__DATA EXTRACTS__:
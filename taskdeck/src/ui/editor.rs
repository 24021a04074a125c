//! Editor modal rendering.

use ratatui::{
    Frame,
    layout::{Constraint, Direction, Flex, Layout, Rect},
    text::{Line, Span},
    widgets::{Block, Borders, Clear, Paragraph},
};

use super::theme;
use crate::app::{EditorForm, FormField};

/// Width and height of the modal, in cells.
const MODAL_SIZE: (u16, u16) = (60, 13);

/// Render the editor form as a centered modal over `area`.
pub fn render(frame: &mut Frame, area: Rect, form: &EditorForm) {
    let modal = centered(area, MODAL_SIZE.0, MODAL_SIZE.1);
    frame.render_widget(Clear, modal);

    let title = if form.submitting {
        format!(" {} (saving...) ", form.heading())
    } else {
        format!(" {} ", form.heading())
    };
    let block = Block::default()
        .title(Span::styled(title, theme::highlighted()))
        .borders(Borders::ALL)
        .border_style(theme::highlighted());
    let inner = block.inner(modal);
    frame.render_widget(block, modal);

    let rows = Layout::default()
        .direction(Direction::Vertical)
        .constraints([
            Constraint::Length(3),
            Constraint::Length(3),
            Constraint::Length(3),
            Constraint::Length(1),
        ])
        .split(inner);

    render_text_field(frame, rows[0], form, FormField::Title);
    render_text_field(frame, rows[1], form, FormField::Description);

    let choices = Layout::default()
        .direction(Direction::Horizontal)
        .constraints([Constraint::Percentage(50), Constraint::Percentage(50)])
        .split(rows[2]);
    render_choice_field(frame, choices[0], form, FormField::Priority);
    render_choice_field(frame, choices[1], form, FormField::Status);

    let hint = if form.draft.fields().has_title() {
        Span::styled("Enter to save, Esc to cancel", theme::dimmed())
    } else {
        Span::styled("A title is required", theme::normal().fg(theme::WARNING))
    };
    frame.render_widget(Paragraph::new(Line::from(hint)), rows[3]);
}

fn field_block(form: &EditorForm, field: FormField) -> Block<'static> {
    let focused = form.field == field;
    Block::default()
        .title(field.label())
        .borders(Borders::ALL)
        .border_style(if focused {
            theme::highlighted()
        } else {
            theme::normal()
        })
}

/// Text input with a block cursor when focused.
fn render_text_field(frame: &mut Frame, area: Rect, form: &EditorForm, field: FormField) {
    let mut text = form.value(field).to_string();
    if form.field == field {
        let at = text
            .char_indices()
            .nth(form.cursor)
            .map_or(text.len(), |(i, _)| i);
        text.insert(at, '█');
    }
    let paragraph = Paragraph::new(Line::from(Span::styled(text, theme::normal())))
        .block(field_block(form, field));
    frame.render_widget(paragraph, area);
}

fn render_choice_field(frame: &mut Frame, area: Rect, form: &EditorForm, field: FormField) {
    let value = form.value(field);
    let style = if field == FormField::Priority {
        theme::panel_title(theme::priority_color(form.draft.fields().priority))
    } else {
        theme::normal()
    };
    let line = Line::from(vec![
        Span::styled("◀ ", theme::dimmed()),
        Span::styled(value, style),
        Span::styled(" ▶", theme::dimmed()),
    ]);
    frame.render_widget(Paragraph::new(line).block(field_block(form, field)), area);
}

/// A `width` x `height` rectangle centered in `area`, shrunk to fit.
fn centered(area: Rect, width: u16, height: u16) -> Rect {
    let [row] = Layout::vertical([Constraint::Length(height.min(area.height))])
        .flex(Flex::Center)
        .areas(area);
    let [cell] = Layout::horizontal([Constraint::Length(width.min(area.width))])
        .flex(Flex::Center)
        .areas(row);
    cell
}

__GOAL OF THE EXERCISE__:
The answer is every entry, repeated word for word.

__RESPONSE TO THE EXERCISE__:
filename taskdeck/src/ui/editor.rs
repository 24021a04074a125c
//! Editor modal rendering.

use ratatui::{
    Frame,
    layout::{Constraint, Direction, Flex, Layout, Rect},
    text::{Line, Span},
    widgets::{Block, Borders, Clear, Paragraph},
};

use super::theme;
use crate::app::{EditorForm, FormField};

/// Width and height of the modal, in cells.
const MODAL_SIZE: (u16, u16) = (60, 13);

/// Render the editor form as a centered modal over `area`.
pub fn render(frame: &mut Frame, area: Rect, form: &EditorForm) {
    let modal = centered(area, MODAL_SIZE.0, MODAL_SIZE.1);
    frame.render_widget(Clear, modal);

    let title = if form.submitting {
        format!(" {} (saving...) ", form.heading())
    } else {
        format!(" {} ", form.heading())
    };
    let block = Block::default()
        .title(Span::styled(title, theme::highlighted()))
        .borders(Borders::ALL)
        .border_style(theme::highlighted());
    let inner = block.inner(modal);
    frame.render_widget(block, modal);

    let rows = Layout::default()
        .direction(Direction::Vertical)
        .constraints([
            Constraint::Length(3),
            Constraint::Length(3),
            Constraint::Length(3),
            Constraint::Length(1),
        ])
        .split(inner);

    render_text_field(frame, rows[0], form, FormField::Title);
    render_text_field(frame, rows[1], form, FormField::Description);

    let choices = Layout::default()
        .direction(Direction::Horizontal)
        .constraints([Constraint::Percentage(50), Constraint::Percentage(50)])
        .split(rows[2]);
    render_choice_field(frame, choices[0], form, FormField::Priority);
    render_choice_field(frame, choices[1], form, FormField::Status);

    let hint = if form.draft.fields().has_title() {
        Span::styled("Enter to save, Esc to cancel", theme::dimmed())
    } else {
        Span::styled("A title is required", theme::normal().fg(theme::WARNING))
    };
    frame.render_widget(Paragraph::new(Line::from(hint)), rows[3]);
}

fn field_block(form: &EditorForm, field: FormField) -> Block<'static> {
    let focused = form.field == field;
    Block::default()
        .title(field.label())
        .borders(Borders::ALL)
        .border_style(if focused {
            theme::highlighted()
        } else {
            theme::normal()
        })
}

/// Text input with a block cursor when focused.
fn render_text_field(frame: &mut Frame, area: Rect, form: &EditorForm, field: FormField) {
    let mut text = form.value(field).to_string();
    if form.field == field {
        let at = text
            .char_indices()
            .nth(form.cursor)
            .map_or(text.len(), |(i, _)| i);
        text.insert(at, '█');
    }
    let paragraph = Paragraph::new(Line::from(Span::styled(text, theme::normal())))
        .block(field_block(form, field));
    frame.render_widget(paragraph, area);
}

fn render_choice_field(frame: &mut Frame, area: Rect, form: &EditorForm, field: FormField) {
    let value = form.value(field);
    let style = if field == FormField::Priority {
        theme::panel_title(theme::priority_color(form.draft.fields().priority))
    } else {
        theme::normal()
    };
    let line = Line::from(vec![
        Span::styled("◀ ", theme::dimmed()),
        Span::styled(value, style),
        Span::styled(" ▶", theme::dimmed()),
    ]);
    frame.render_widget(Paragraph::new(line).block(field_block(form, field)), area);
}

/// A `width` x `height` rectangle centered in `area`, shrunk to fit.
fn centered(area: Rect, width: u16, height: u16) -> Rect {
    let [row] = Layout::vertical([Constraint::Length(height.min(area.height))])
        .flex(Flex::Center)
        .areas(area);
    let [cell] = Layout::horizontal([Constraint::Length(width.min(area.width))])
        .flex(Flex::Center)
        .areas(row);
    cell
}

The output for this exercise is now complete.